Perché l’asta Bund a 30 anni senza cedola è stata un flop

Ad esempio, il 9 marzo scorso questo titolo arrivò a rendere il -0,49%, prezzando a un massimo storico di 115,70. In altre parole, chi lo avesse acquistato allora avrebbe speso 1.570 euro per inserire in portafoglio un Bund da 1.000 euro rimborsato nell’agosto del 2050, senza neppure aspirare ad incassare un solo euro di cedole. Perché rimetterci? Semplicemente per parcheggiare la liquidità in un asset sicuro, in attesa di momenti migliori.

Questo titolo stamattina scambia a 100,80, cioè risulta avere perso quasi il 13% dai massimi toccati a marzo. Al contempo, però, guadagna il 9% dagli inizi di giugno e ben il 12% rispetto all’inizio dell’anno, quando la quotazione nemmeno arrivava a 90 centesimi. Questo significa che chi avesse avuto in portafoglio il suddetto Bund all’apertura del 2020 sarebbe riuscito a rivenderlo a quasi il 30% in più dopo meno di 70 giorni. In quel frangente, infatti, l’umore sui mercati era passato dal bianco al nero pesto per l’irrompere dell’emergenza Coronavirus.

Il saliscendi del Bund 2050

Nelle ultime settimane, tra gli investitori si sta diffondendo un certo ottimismo sull’uscita dell’Eurozona dalla crisi e l’accordo di ieri sul Recovery Fund, scontato ormai da fine maggio, non fa che sostenerlo. Per questo, i capitali stanno ri-affluendo lentamente verso la periferia, beneficiando gli assets percepiti più a rischio come i BTp e deprezzando i “safe assets”, quali sono i Bund. In effetti, il trentennale tedesco è passato dal -0,49% al -0,04% in quattro mesi e mezzo, mentre l’omologo italiano, che in aprile aveva superato il 3%, adesso si attesta al 2,03%.

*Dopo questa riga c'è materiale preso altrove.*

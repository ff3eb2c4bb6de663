//! Control signals carried in the reserved envelope header
//!
//! The broker has no structured error channel; protocol signals ride in a
//! reserved header value. Recognized signals are whitelisted here — any
//! other value is an ordinary request.

use crate::constants::{
    HEALTHCHECK_QUESTION, HEALTHCHECK_QUESTION_LEGACY, TUNNEL_NOT_FOUND, TUNNEL_TIMEOUT,
    TUNNEL_WORKING,
};

/// A recognized out-of-band signal embedded in a request envelope.
#[derive(Debug, Clone, Copy, PartialEq, Eq)]
pub enum ControlSignal {
    /// Broker-originated liveness probe; answered with a 204, never
    /// forwarded to the local target.
    HealthcheckQuestion,
    /// The broker no longer recognizes this session.
    TunnelNotFound,
    /// The broker expired this session.
    TunnelTimeout,
    /// A conflicting session is already bound to this tunnel id.
    TunnelWorking,
}

impl ControlSignal {
    /// Parse a header value into a signal, `None` for unrecognized values.
    pub fn from_value(value: &str) -> Option<Self> {
        match value {
            HEALTHCHECK_QUESTION | HEALTHCHECK_QUESTION_LEGACY => Some(Self::HealthcheckQuestion),
            TUNNEL_NOT_FOUND => Some(Self::TunnelNotFound),
            TUNNEL_TIMEOUT => Some(Self::TunnelTimeout),
            TUNNEL_WORKING => Some(Self::TunnelWorking),
            _ => None,
        }
    }

    /// Whether this signal ends the session.
    pub fn is_terminal(self) -> bool {
        !matches!(self, Self::HealthcheckQuestion)
    }
}

impl std::fmt::Display for ControlSignal {
    fn fmt(&self, f: &mut std::fmt::Formatter<'_>) -> std::fmt::Result {
        let value = match self {
            Self::HealthcheckQuestion => HEALTHCHECK_QUESTION,
            Self::TunnelNotFound => TUNNEL_NOT_FOUND,
            Self::TunnelTimeout => TUNNEL_TIMEOUT,
            Self::TunnelWorking => TUNNEL_WORKING,
        };
        f.write_str(value)
    }
}
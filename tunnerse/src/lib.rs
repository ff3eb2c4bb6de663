//! # Tunnerse
//!
//! Expose a local network service to the public internet through a Tunnerse
//! broker: the agent opens an outbound session, long-polls queued public
//! requests, forwards them to the local target, and relays the responses
//! back. No inbound port, no NAT configuration.
//!
//! ## Quick Start
//!
//! ```rust,no_run
//! use tunnerse::Agent;
//!
//! # async fn example() -> tunnerse::Result<()> {
//! let agent = Agent::builder()
//!     .broker_url("https://tunnerse.dev")
//!     .build()?;
//!
//! let handle = agent.expose("myapp", 8080).await?;
//! println!("public URL: {}", handle.public_url);
//! # Ok(())
//! # }
//! ```
//!
//! ## Architecture
//!
//! Tunnerse consists of several crates:
//!
//! - [`tunnerse-common`] - Shared errors, configuration, and constants
//! - [`tunnerse-protocol`] - Broker wire contract: envelopes and signals
//! - [`tunnerse-core`] - The session engine: protocol loop, monitors,
//!   registry
//! - `tunnerse-observability` - Logging bootstrap for embedding applications
//!
//! ## Re-exports
//!
//! This crate re-exports the most commonly used items from the subcrates
//! for convenience.

// Re-export subcrates
pub use tunnerse_common as common;
pub use tunnerse_core as engine;
pub use tunnerse_protocol as protocol;

mod agent;

pub use agent::{Agent, AgentBuilder};

/// Prelude module for convenient imports
pub mod prelude {
    pub use crate::agent::{Agent, AgentBuilder};
    pub use crate::common::{Durability, EngineConfig, Result, RoutingMode, TunnelError};
    pub use crate::engine::{CreateTunnel, SessionRegistry, TunnelHandle, TunnelStatus};
    pub use crate::protocol::{ControlSignal, RequestEnvelope, ResponseEnvelope};
}

// Convenience re-exports at crate root
pub use common::{Durability, EngineConfig, Result, RoutingMode, TunnelError};
pub use engine::{
    CreateTunnel, MemoryTunnelStore, SessionRegistry, ShutdownHandler, TunnelHandle, TunnelStatus,
    TunnelStore,
};
pub use protocol::{ControlSignal, RequestEnvelope, ResponseEnvelope};
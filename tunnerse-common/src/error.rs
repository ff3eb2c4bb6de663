//! Error types for Tunnerse

use thiserror::Error;

/// Main error type for Tunnerse operations
#[derive(Error, Debug)]
pub enum TunnelError {
    /// IO error
    #[error("IO error: {0}")]
    Io(#[from] std::io::Error),

    /// Broker registration failed
    #[error("Registration failed: {0}")]
    Registration(String),

    /// Transport failure talking to the broker
    #[error("Broker unreachable: {0}")]
    Broker(String),

    /// Envelope could not be decoded
    #[error("Decode error: {0}")]
    Decode(String),

    /// Protocol violation
    #[error("Protocol error: {0}")]
    Protocol(String),

    /// Local target could not be reached
    #[error("Local service error: {0}")]
    LocalService(String),

    /// Session not found
    #[error("Session not found: {0}")]
    SessionNotFound(String),

    /// A session with this id is already running
    #[error("Session already active: {0}")]
    SessionExists(String),

    /// Invalid state
    #[error("Invalid state: {0}")]
    InvalidState(String),

    /// Configuration error
    #[error("Configuration error: {0}")]
    Config(String),
}

/// Result type alias
pub type Result<T> = std::result::Result<T, TunnelError>;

Il Bund 2050 senza cedola conferma i rischi delle obbligazioni ultra-lunghe

Gli speculatori con gli zero coupon ci vanno a nozze. Non esiste titolo obbligazionario migliore per puntare al rialzo o al ribasso. Le variazioni piuttosto estreme dei prezzi garantiscono lauti guadagni quando si azzecca la scommessa, mentre infliggono grosse perdite quando la si sbaglia. Il momento più favorevole per acquistare il Bund 2050 è stato senz’altro fino ai primi di gennaio, quando il titolo scambiava nettamente sotto la pari, offrendo un rendimento fino a circa un terzo di punto percentuale. Pochissimo, specie se raffrontato ai rendimenti sovrani italiani, ma pur sempre qualcosa e in relazione a un’obbligazione della massima qualità, che in portafoglio non fa mai male, specie in previsione di possibili giornate di pioggia.

Adesso, questo Bund prezza ancora sopra la pari e, pertanto, non è consigliabile l’acquisto da parte dell’investitore individuale. Sarebbe più opportuno attendere che eventualmente scenda sotto 100, così da avere la certezza di non rimetterci, a patto di tenerlo fino alla scadenza. E poiché i tempi cupi non sono affatto finiti, al primo riaffacciarsi delle tensioni finanziarie nell’area, questo bond farà il suo lavoro. Ma non è facile trovarlo in giro, essendone stati emessi per appena 2 miliardi di euro ad oggi. Di fatto, parliamo di un titolo in mano agli investitori istituzionali.